/* ************************************************************************ **
** This file is part of mathkern, and is licensed under EITHER the MIT      **
** license or the Apache 2.0 license, at your option.                       **
**                                                                          **
**     http://www.apache.org/licenses/LICENSE-2.0                           **
**     http://opensource.org/licenses/MIT                                   **
** ************************************************************************ */

//! Checks that serde alone can't express.

use crate::config::*;
use ::failure::Error;
use ::mathkern_slice_math::NO_ROUNDING;

/// `Settings` that have passed [`Settings::validate`].
#[derive(Debug, Clone, PartialEq)]
pub struct ValidatedSettings(pub Settings);

impl ::std::ops::Deref for ValidatedSettings {
    type Target = Settings;
    fn deref(&self) -> &Settings { &self.0 }
}

impl Settings {
    pub fn validate(self) -> Result<ValidatedSettings, Error> {
        ensure!(
            self.epsilon.is_finite() && self.epsilon >= 0.0,
            "epsilon must be finite and non-negative (got {})", self.epsilon,
        );
        ensure!(
            self.quintic.tolerance.is_finite() && self.quintic.tolerance > 0.0,
            "quintic.tolerance must be finite and positive (got {})", self.quintic.tolerance,
        );
        if self.quintic.max_iterations == 0 {
            bail!("quintic.max-iterations must be at least 1");
        }
        if self.accuracy >= NO_ROUNDING {
            warn!(
                "accuracy {} is at or above {}; results will not be rounded",
                self.accuracy, NO_ROUNDING,
            );
        }
        if self.newton.max_iterations == 0 && self.polish {
            warn!("newton.max-iterations is 0, so 'polish' has no effect");
        }
        Ok(ValidatedSettings(self))
    }
}
use std::net::SocketAddr;
use std::time::Duration;

/// Where accepted connections get relayed, and how patient the relay is.
#[derive(Copy, Clone, Debug)]
pub(crate) struct ForwardSettings {
    pub(crate) destination: SocketAddr,
    pub(crate) connect_timeout: Duration,
    pub(crate) queue: usize,
}
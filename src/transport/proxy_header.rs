use std::net::{IpAddr, Ipv4Addr, Ipv6Addr, SocketAddr};
use std::path::PathBuf;
use std::pin::Pin;
use std::task::{Context, Poll};
use std::time::Duration;

use async_trait::async_trait;
use tokio::io::{AsyncRead, AsyncReadExt, AsyncWrite, ReadBuf};
use tokio_util::time::FutureExt;
use tracing::{debug, trace};

use crate::error::{AcceptError, ProxyHeaderError};
use crate::transport::{Acceptor, PeerAddr, Stream};

/// Longest possible v1 header including CRLF.
const V1_MAX: usize = 107;
/// Fixed 12-byte signature opening a v2 header.
const V2_SIGNATURE: [u8; 12] = [
    0x0D, 0x0A, 0x0D, 0x0A, 0x00, 0x0D, 0x0A, 0x51, 0x55, 0x49, 0x54, 0x0A,
];

/// A parsed PROXY protocol header. `source` is absent for `UNKNOWN` (v1) and
/// `LOCAL` (v2) headers, which tell the receiver to keep the socket peer.
#[derive(Debug)]
pub struct ProxyHeader {
    pub source: Option<PeerAddr>,
}

/// Decorates an acceptor so every connection must open with a valid PROXY
/// protocol header before it surfaces upstream. There is no permissive mode:
/// a connection that cannot produce one is dropped here.
pub struct ProxyHeaderAcceptor {
    inner: Box<dyn Acceptor>,
    header_timeout: Duration,
}

impl ProxyHeaderAcceptor {
    pub fn require(inner: Box<dyn Acceptor>, header_timeout: Duration) -> Self {
        Self {
            inner,
            header_timeout,
        }
    }
}

#[async_trait]
impl Acceptor for ProxyHeaderAcceptor {
    async fn accept(&self) -> Result<(Stream, PeerAddr), AcceptError> {
        let (stream, socket_peer) = self.inner.accept().await?;
        let (stream, header) = match read_proxy_header(stream).timeout(self.header_timeout).await {
            Ok(Ok(ok)) => ok,
            Ok(Err(e)) => {
                debug!("dropped connection from {}: {}", socket_peer, e);
                return Err(AcceptError::ProxyHeader(e));
            }
            Err(_elapsed) => {
                debug!("dropped connection from {}: no PROXY header in time", socket_peer);
                return Err(AcceptError::ProxyHeader(ProxyHeaderError::TimedOut));
            }
        };
        let peer = match header.source {
            Some(declared) => {
                trace!("{} declared originating address {}", socket_peer, declared);
                declared
            }
            None => socket_peer,
        };
        Ok((stream, peer))
    }
}

/// Takes the PROXY header off the front of `stream`. Bytes read past the
/// header are replayed ahead of the remaining stream, so the payload is
/// untouched from the handler's point of view.
pub(crate) async fn read_proxy_header(
    mut stream: Stream,
) -> Result<(Stream, ProxyHeader), ProxyHeaderError> {
    let mut buf = Vec::with_capacity(256);
    loop {
        if let Some((header, consumed)) = parse_header(&buf)? {
            let rest = buf.split_off(consumed);
            let stream = if rest.is_empty() {
                stream
            } else {
                Box::new(PrefixedStream::new(rest, stream)) as Stream
            };
            return Ok((stream, header));
        }
        let mut chunk = [0u8; 256];
        let n = stream.read(&mut chunk).await?;
        if n == 0 {
            return Err(ProxyHeaderError::Truncated);
        }
        buf.extend_from_slice(&chunk[..n]);
    }
}

/// Attempts to parse a complete header from the front of `buf`. `None` means
/// the bytes so far are a valid prefix and more input is needed.
fn parse_header(buf: &[u8]) -> Result<Option<(ProxyHeader, usize)>, ProxyHeaderError> {
    let sig_overlap = buf.len().min(V2_SIGNATURE.len());
    if buf[..sig_overlap] == V2_SIGNATURE[..sig_overlap] {
        return parse_v2(buf);
    }
    let v1_overlap = buf.len().min(6);
    if buf[..v1_overlap] == b"PROXY "[..v1_overlap] {
        return parse_v1(buf);
    }
    Err(ProxyHeaderError::Malformed(
        "does not open with a PROXY protocol signature".to_owned(),
    ))
}

fn parse_v1(buf: &[u8]) -> Result<Option<(ProxyHeader, usize)>, ProxyHeaderError> {
    let window = &buf[..buf.len().min(V1_MAX)];
    let Some(crlf) = window.windows(2).position(|w| w == b"\r\n") else {
        if buf.len() >= V1_MAX {
            return Err(ProxyHeaderError::Oversized(V1_MAX));
        }
        return Ok(None);
    };
    let line = std::str::from_utf8(&buf[..crlf])
        .map_err(|_| ProxyHeaderError::Malformed("v1 header is not ASCII".to_owned()))?;
    let mut tokens = line.split(' ');
    // First token is "PROXY", checked by the caller
    let _ = tokens.next();
    let source = match tokens.next() {
        Some("UNKNOWN") => None,
        Some("TCP4") => Some(parse_v1_addrs::<Ipv4Addr>(&mut tokens, line)?),
        Some("TCP6") => Some(parse_v1_addrs::<Ipv6Addr>(&mut tokens, line)?),
        _ => {
            return Err(ProxyHeaderError::Malformed(format!(
                "unrecognised v1 protocol in '{}'",
                line
            )))
        }
    };
    Ok(Some((ProxyHeader { source }, crlf + 2)))
}

fn parse_v1_addrs<A>(
    tokens: &mut std::str::Split<'_, char>,
    line: &str,
) -> Result<PeerAddr, ProxyHeaderError>
where
    A: std::str::FromStr + Into<IpAddr>,
{
    let malformed = || ProxyHeaderError::Malformed(format!("bad v1 address block in '{}'", line));
    let src_ip: A = tokens.next().and_then(|t| t.parse().ok()).ok_or_else(malformed)?;
    let _dst_ip: A = tokens.next().and_then(|t| t.parse().ok()).ok_or_else(malformed)?;
    let src_port: u16 = tokens.next().and_then(|t| t.parse().ok()).ok_or_else(malformed)?;
    let _dst_port: u16 = tokens.next().and_then(|t| t.parse().ok()).ok_or_else(malformed)?;
    if tokens.next().is_some() {
        return Err(malformed());
    }
    Ok(PeerAddr::Inet(SocketAddr::new(src_ip.into(), src_port)))
}

fn parse_v2(buf: &[u8]) -> Result<Option<(ProxyHeader, usize)>, ProxyHeaderError> {
    if buf.len() < 16 {
        return Ok(None);
    }
    let version = buf[12] >> 4;
    if version != 2 {
        return Err(ProxyHeaderError::Malformed(format!(
            "unsupported v2 version nibble {:#x}",
            version
        )));
    }
    let command = buf[12] & 0x0F;
    let family = buf[13] >> 4;
    let len = u16::from_be_bytes([buf[14], buf[15]]) as usize;
    let total = 16 + len;
    if buf.len() < total {
        return Ok(None);
    }
    let addrs = &buf[16..total];
    let source = match command {
        // LOCAL: health checks and the like, keep the socket peer
        0x0 => None,
        0x1 => parse_v2_addrs(family, addrs)?,
        other => {
            return Err(ProxyHeaderError::Malformed(format!(
                "unsupported v2 command {:#x}",
                other
            )))
        }
    };
    Ok(Some((ProxyHeader { source }, total)))
}

fn parse_v2_addrs(family: u8, addrs: &[u8]) -> Result<Option<PeerAddr>, ProxyHeaderError> {
    let short = || ProxyHeaderError::Malformed("v2 address block too short".to_owned());
    match family {
        // AF_UNSPEC carries no address
        0x0 => Ok(None),
        0x1 => {
            if addrs.len() < 12 {
                return Err(short());
            }
            let src_ip = Ipv4Addr::new(addrs[0], addrs[1], addrs[2], addrs[3]);
            let src_port = u16::from_be_bytes([addrs[8], addrs[9]]);
            Ok(Some(PeerAddr::Inet(SocketAddr::new(src_ip.into(), src_port))))
        }
        0x2 => {
            if addrs.len() < 36 {
                return Err(short());
            }
            let mut octets = [0u8; 16];
            octets.copy_from_slice(&addrs[..16]);
            let src_ip = Ipv6Addr::from(octets);
            let src_port = u16::from_be_bytes([addrs[32], addrs[33]]);
            Ok(Some(PeerAddr::Inet(SocketAddr::new(src_ip.into(), src_port))))
        }
        0x3 => {
            if addrs.len() < 216 {
                return Err(short());
            }
            let path_bytes = &addrs[..108];
            let end = path_bytes.iter().position(|b| *b == 0).unwrap_or(108);
            let path = PathBuf::from(bytes_to_os_str(&path_bytes[..end]));
            Ok(Some(PeerAddr::Unix((!path.as_os_str().is_empty()).then_some(path))))
        }
        other => Err(ProxyHeaderError::Malformed(format!(
            "unsupported v2 address family {:#x}",
            other
        ))),
    }
}

fn bytes_to_os_str(bytes: &[u8]) -> std::ffi::OsString {
    use std::os::unix::ffi::OsStringExt;
    std::ffi::OsString::from_vec(bytes.to_vec())
}

/// Replays buffered bytes before reading from the wrapped stream. Writes go
/// straight through.
struct PrefixedStream {
    prefix: Vec<u8>,
    pos: usize,
    inner: Stream,
}

impl PrefixedStream {
    fn new(prefix: Vec<u8>, inner: Stream) -> Self {
        Self {
            prefix,
            pos: 0,
            inner,
        }
    }
}

impl AsyncRead for PrefixedStream {
    fn poll_read(
        mut self: Pin<&mut Self>,
        cx: &mut Context<'_>,
        buf: &mut ReadBuf<'_>,
    ) -> Poll<std::io::Result<()>> {
        if self.pos < self.prefix.len() {
            let remaining = &self.prefix[self.pos..];
            let n = remaining.len().min(buf.remaining());
            buf.put_slice(&remaining[..n]);
            self.pos += n;
            return Poll::Ready(Ok(()));
        }
        Pin::new(&mut self.inner).poll_read(cx, buf)
    }
}

impl AsyncWrite for PrefixedStream {
    fn poll_write(
        mut self: Pin<&mut Self>,
        cx: &mut Context<'_>,
        buf: &[u8],
    ) -> Poll<std::io::Result<usize>> {
        Pin::new(&mut self.inner).poll_write(cx, buf)
    }

    fn poll_flush(mut self: Pin<&mut Self>, cx: &mut Context<'_>) -> Poll<std::io::Result<()>> {
        Pin::new(&mut self.inner).poll_flush(cx)
    }

    fn poll_shutdown(mut self: Pin<&mut Self>, cx: &mut Context<'_>) -> Poll<std::io::Result<()>> {
        Pin::new(&mut self.inner).poll_shutdown(cx)
    }
}

#[cfg(test)]
mod tests {
    use tokio::io::AsyncWriteExt;

    use super::*;

    fn boxed(stream: tokio::io::DuplexStream) -> Stream {
        Box::new(stream)
    }

    #[tokio::test]
    async fn v1_tcp4_header_with_payload() {
        let (client, server) = tokio::io::duplex(512);
        let mut client = client;
        client
            .write_all(b"PROXY TCP4 192.0.2.7 198.51.100.1 56324 443\r\nping")
            .await
            .unwrap();
        let (mut stream, header) = read_proxy_header(boxed(server)).await.unwrap();
        assert_eq!(
            header.source,
            Some(PeerAddr::Inet("192.0.2.7:56324".parse().unwrap()))
        );
        let mut payload = [0u8; 4];
        stream.read_exact(&mut payload).await.unwrap();
        assert_eq!(&payload, b"ping");
    }

    #[tokio::test]
    async fn v1_tcp6_header() {
        let (client, server) = tokio::io::duplex(512);
        let mut client = client;
        client
            .write_all(b"PROXY TCP6 2001:db8::1 2001:db8::2 4000 443\r\n")
            .await
            .unwrap();
        let (_stream, header) = read_proxy_header(boxed(server)).await.unwrap();
        assert_eq!(
            header.source,
            Some(PeerAddr::Inet("[2001:db8::1]:4000".parse().unwrap()))
        );
    }

    #[tokio::test]
    async fn v1_unknown_falls_back_to_socket_peer() {
        let (client, server) = tokio::io::duplex(512);
        let mut client = client;
        client.write_all(b"PROXY UNKNOWN\r\n").await.unwrap();
        let (_stream, header) = read_proxy_header(boxed(server)).await.unwrap();
        assert!(header.source.is_none());
    }

    #[tokio::test]
    async fn garbage_is_rejected() {
        let (client, server) = tokio::io::duplex(512);
        let mut client = client;
        client.write_all(b"GET / HTTP/1.1\r\n").await.unwrap();
        let err = read_proxy_header(boxed(server)).await.unwrap_err();
        assert!(matches!(err, ProxyHeaderError::Malformed(_)));
    }

    #[tokio::test]
    async fn early_disconnect_is_truncated() {
        let (client, server) = tokio::io::duplex(512);
        let mut client = client;
        client.write_all(b"PROXY TCP4 192.0.2.7").await.unwrap();
        drop(client);
        let err = read_proxy_header(boxed(server)).await.unwrap_err();
        assert!(matches!(err, ProxyHeaderError::Truncated));
    }

    #[tokio::test]
    async fn endless_v1_line_is_oversized() {
        let (client, server) = tokio::io::duplex(512);
        let mut client = client;
        let mut long = b"PROXY TCP4 ".to_vec();
        long.extend(std::iter::repeat(b'1').take(150));
        client.write_all(&long).await.unwrap();
        let err = read_proxy_header(boxed(server)).await.unwrap_err();
        assert!(matches!(err, ProxyHeaderError::Oversized(_)));
    }

    fn v2_header(command: u8, family: u8, addrs: &[u8]) -> Vec<u8> {
        let mut buf = V2_SIGNATURE.to_vec();
        buf.push(0x20 | command);
        buf.push((family << 4) | 0x1);
        buf.extend((addrs.len() as u16).to_be_bytes());
        buf.extend_from_slice(addrs);
        buf
    }

    #[test]
    fn v2_inet_header() {
        let mut addrs = Vec::new();
        addrs.extend([192, 0, 2, 7]);
        addrs.extend([198, 51, 100, 1]);
        addrs.extend(56324u16.to_be_bytes());
        addrs.extend(443u16.to_be_bytes());
        let buf = v2_header(0x1, 0x1, &addrs);
        let (header, consumed) = parse_header(&buf).unwrap().unwrap();
        assert_eq!(consumed, buf.len());
        assert_eq!(
            header.source,
            Some(PeerAddr::Inet("192.0.2.7:56324".parse().unwrap()))
        );
    }

    #[test]
    fn v2_local_falls_back_to_socket_peer() {
        let buf = v2_header(0x0, 0x0, &[]);
        let (header, _) = parse_header(&buf).unwrap().unwrap();
        assert!(header.source.is_none());
    }

    #[test]
    fn v2_prefix_needs_more_bytes() {
        let mut addrs = Vec::new();
        addrs.extend([192, 0, 2, 7]);
        addrs.extend([198, 51, 100, 1]);
        addrs.extend(56324u16.to_be_bytes());
        addrs.extend(443u16.to_be_bytes());
        let buf = v2_header(0x1, 0x1, &addrs);
        for cut in [4, 12, 15, buf.len() - 1] {
            assert!(parse_header(&buf[..cut]).unwrap().is_none(), "cut at {}", cut);
        }
    }
}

------------------------------

• Action item
In the records above, how many lines include "usize"? Answer with the number alone.

• Answer
8